RSAC Chair, Scott Tilyard said the lead up to Christmas is a busy time for all of us and sometimes we’re in a rush to get what we need or get to our destinations. We might be tempted to go over the speed limit or answer that mobile phone text, but what might seem like a harmless action at the time can be fatal.
Too many road users continue to engage in high-risk behaviours on our roads putting themselves and other road users at risk. The ‘fatal five’ driving behaviours remain the highest contributors to serious casualty crashes. These are speeding, driving under the influence of drugs or alcohol, distraction, not wearing a seatbelt, and fatigue.
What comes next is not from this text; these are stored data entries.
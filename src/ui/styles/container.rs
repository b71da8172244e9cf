// SPDX-License-Identifier: MPL-2.0
//! Container styles.

use crate::ui::design_tokens::{palette, radius};
use iced::widget::container;
use iced::{Background, Border, Color, Theme};

/// Body of an expanded release, drawn on the weak background surface.
pub fn release_body(theme: &Theme) -> container::Style {
    container::Style {
        background: Some(theme.extended_palette().background.weak.color.into()),
        border: Border {
            radius: radius::MD.into(),
            ..Default::default()
        },
        ..Default::default()
    }
}

/// Small pill behind the version label in a release header.
pub fn version_badge(theme: &Theme) -> container::Style {
    let palette = theme.extended_palette();
    container::Style {
        background: Some(palette.primary.base.color.into()),
        border: Border {
            radius: radius::SM.into(),
            ..Default::default()
        },
        text_color: Some(palette.primary.base.text),
        ..Default::default()
    }
}

/// Banner for non-blocking warnings (unreadable config or catalog).
pub fn notice(_theme: &Theme) -> container::Style {
    container::Style {
        background: Some(Background::Color(Color {
            a: 0.2,
            ..palette::WARNING_500
        })),
        border: Border {
            color: palette::WARNING_500,
            width: 1.0,
            radius: radius::SM.into(),
        },
        ..Default::default()
    }
}
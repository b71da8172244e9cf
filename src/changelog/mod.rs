// SPDX-License-Identifier: MPL-2.0
//! Release-notes core: catalog data, date formatting, disclosure state and
//! the pure rendering of localized content.
//!
//! # Data flow
//!
//! ```text
//! ReleaseCatalog ──► render(catalog, language, &DisclosureState) ──► ChangelogTree
//!                                   ▲
//!               header click ──► DisclosureState::toggle(version)
//! ```
//!
//! # Examples
//!
//! ```
//! use iced_changelog::changelog::{render, DisclosureState, Release, ReleaseCatalog};
//!
//! let catalog = ReleaseCatalog::new(vec![Release::new("1.0.0").with_date("2024-01-10")]);
//! let mut state = DisclosureState::new();
//!
//! let tree = render(&catalog, "en", &state);
//! assert_eq!(tree.releases[0].header.summary(), "1.0.0 • Jan 10, 2024");
//! assert!(tree.releases[0].body.is_none());
//!
//! state.toggle("1.0.0");
//! assert!(render(&catalog, "en", &state).releases[0].body.is_some());
//! ```

pub mod catalog;
pub mod date;
pub mod disclosure;
pub mod model;
pub mod render;

pub use catalog::ReleaseCatalog;
pub use date::{format_release_date, DateLocale};
pub use disclosure::DisclosureState;
pub use model::{LocalizedList, LocalizedText, Release, Section};
pub use render::{render, ChangelogTree, ReleaseEntry, ReleaseHeader, SectionEntry};
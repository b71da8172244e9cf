// SPDX-License-Identifier: MPL-2.0
//! Light/Dark/System theme mode.

use iced::Theme;
use serde::{Deserialize, Serialize};

#[derive(Debug, Clone, Copy, PartialEq, Eq, Default, Serialize, Deserialize)]
#[serde(rename_all = "lowercase")]
pub enum ThemeMode {
    Light,
    Dark,
    #[default]
    System,
}

impl ThemeMode {
    /// Returns true if the effective theme is dark.
    /// For System mode, detects the actual system theme.
    #[must_use]
    pub fn is_dark(self) -> bool {
        match self {
            ThemeMode::Light => false,
            ThemeMode::Dark => true,
            ThemeMode::System => {
                // Detect system theme; default to dark on detection error
                !matches!(dark_light::detect(), Ok(dark_light::Mode::Light))
            }
        }
    }

    /// Iced theme for this mode.
    #[must_use]
    pub fn theme(self) -> Theme {
        if self.is_dark() {
            Theme::Dark
        } else {
            Theme::Light
        }
    }
}
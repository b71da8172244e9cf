// SPDX-License-Identifier: MPL-2.0
//! `iced_changelog` is a localized release-notes viewer built with the Iced
//! GUI framework.
//!
//! Releases are read from a TOML catalog and shown as a list of collapsible
//! headers. Titles, section labels, items and dates follow the selected
//! language (English, Turkish or German); text not available in that language
//! is left out rather than replaced by another language.

#![doc(html_root_url = "https://docs.rs/iced_changelog/0.1.0")]

pub mod app;
pub mod changelog;
pub mod config;
pub mod error;
pub mod i18n;
pub mod ui;
// SPDX-License-Identifier: MPL-2.0
use std::fmt;

#[derive(Debug, Clone)]
pub enum Error {
    Io(String),
    Config(String),
    Catalog(CatalogError),
}

/// Why a release catalog could not be loaded.
#[derive(Debug, Clone, PartialEq, Eq)]
pub enum CatalogError {
    /// The bundled catalog asset is missing from the binary.
    MissingAsset(String),

    /// The catalog source is not valid TOML or does not match the schema.
    Parse(String),
}

impl CatalogError {
    /// Returns the i18n message key for this error type.
    pub fn i18n_key(&self) -> &'static str {
        match self {
            CatalogError::MissingAsset(_) => "catalog-error-missing",
            CatalogError::Parse(_) => "catalog-error-invalid",
        }
    }
}

impl fmt::Display for CatalogError {
    fn fmt(&self, f: &mut fmt::Formatter<'_>) -> fmt::Result {
        match self {
            CatalogError::MissingAsset(name) => write!(f, "Bundled catalog not found: {}", name),
            CatalogError::Parse(msg) => write!(f, "Invalid catalog: {}", msg),
        }
    }
}

impl fmt::Display for Error {
    fn fmt(&self, f: &mut fmt::Formatter<'_>) -> fmt::Result {
        match self {
            Error::Io(e) => write!(f, "I/O Error: {}", e),
            Error::Config(e) => write!(f, "Config Error: {}", e),
            Error::Catalog(e) => write!(f, "Catalog Error: {}", e),
        }
    }
}

impl std::error::Error for Error {}

impl From<CatalogError> for Error {
    fn from(err: CatalogError) -> Self {
        Error::Catalog(err)
    }
}

impl From<std::io::Error> for Error {
    fn from(err: std::io::Error) -> Self {
        Error::Io(err.to_string())
    }
}

impl From<toml::de::Error> for Error {
    fn from(err: toml::de::Error) -> Self {
        Error::Config(err.to_string())
    }
}

impl From<toml::ser::Error> for Error {
    fn from(err: toml::ser::Error) -> Self {
        Error::Config(err.to_string())
    }
}

pub type Result<T> = std::result::Result<T, Error>;
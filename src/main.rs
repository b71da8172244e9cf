// SPDX-License-Identifier: MPL-2.0
use iced_changelog::app::{self, paths, Flags};
use std::process::ExitCode;

const HELP: &str = "\
iced_changelog - localized release notes

USAGE:
    iced_changelog [OPTIONS]

OPTIONS:
    --lang <CODE>         Language for the interface and release notes (en, tr, de)
    --catalog <FILE>      TOML release catalog to show instead of the bundled one
    --config-dir <DIR>    Directory holding settings.toml
    --i18n-dir <DIR>      Directory with extra Fluent (.ftl) translations
    -h, --help            Print this help
";

fn parse_flags() -> Result<Option<Flags>, pico_args::Error> {
    let mut args = pico_args::Arguments::from_env();

    if args.contains(["-h", "--help"]) {
        return Ok(None);
    }

    let flags = Flags {
        lang: args.opt_value_from_str("--lang")?,
        catalog: args.opt_value_from_str("--catalog")?,
        config_dir: args.opt_value_from_str("--config-dir")?,
        i18n_dir: args.opt_value_from_str("--i18n-dir")?,
    };

    let remaining = args.finish();
    if !remaining.is_empty() {
        eprintln!("[WARN] Ignoring unexpected arguments: {remaining:?}");
    }

    Ok(Some(flags))
}

fn main() -> ExitCode {
    let flags = match parse_flags() {
        Ok(Some(flags)) => flags,
        Ok(None) => {
            print!("{HELP}");
            return ExitCode::SUCCESS;
        }
        Err(err) => {
            eprintln!("Error: {err}\n\n{HELP}");
            return ExitCode::from(2);
        }
    };

    paths::init_cli_overrides(flags.config_dir.clone());

    match app::run(flags) {
        Ok(()) => ExitCode::SUCCESS,
        Err(err) => {
            eprintln!("Error: {err}");
            ExitCode::FAILURE
        }
    }
}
Speed continues to be the single biggest cause of serious casualty crashes in Tasmania with one in three crashes being speed related.
It doesn’t matter if you’re speeding by 15 km/h or 4 km/h. As speed increases, so too do serious casualties.
Findings from RSAC’s triennial attitudinal tracking research shows one in five Tasmanians find it acceptable to drive up to 10 km/h over the speed limit. This shows Tasmanians aren’t taking speeding seriously enough.
As our new advertising campaign says, if you’re driving even a few kms over the speed limit, it’s over – Over is Over.
‘Over is Over’ is our call for social responsibility. It challenges motorists to rethink their attitudes to speed and encourages them to adjust their behaviour by not driving over the speed limit, at any level.
Speed limit compliance is a social responsibility. In the same way as compliance with social distancing and mask wearing will stop the spread of COVID, if we can reduce the number of speed-related crashes, we can effectively reduce the lives lost on our roads.
The ‘Over is Over’ campaign, will hit Tasmanian TV screens and radio airwaves this week and will be in newspapers and on billboards around the state.
This campaign is an initiative to encourage safer road use and promote safe behaviours under the current Towards Zero Action Plan 2020-2024.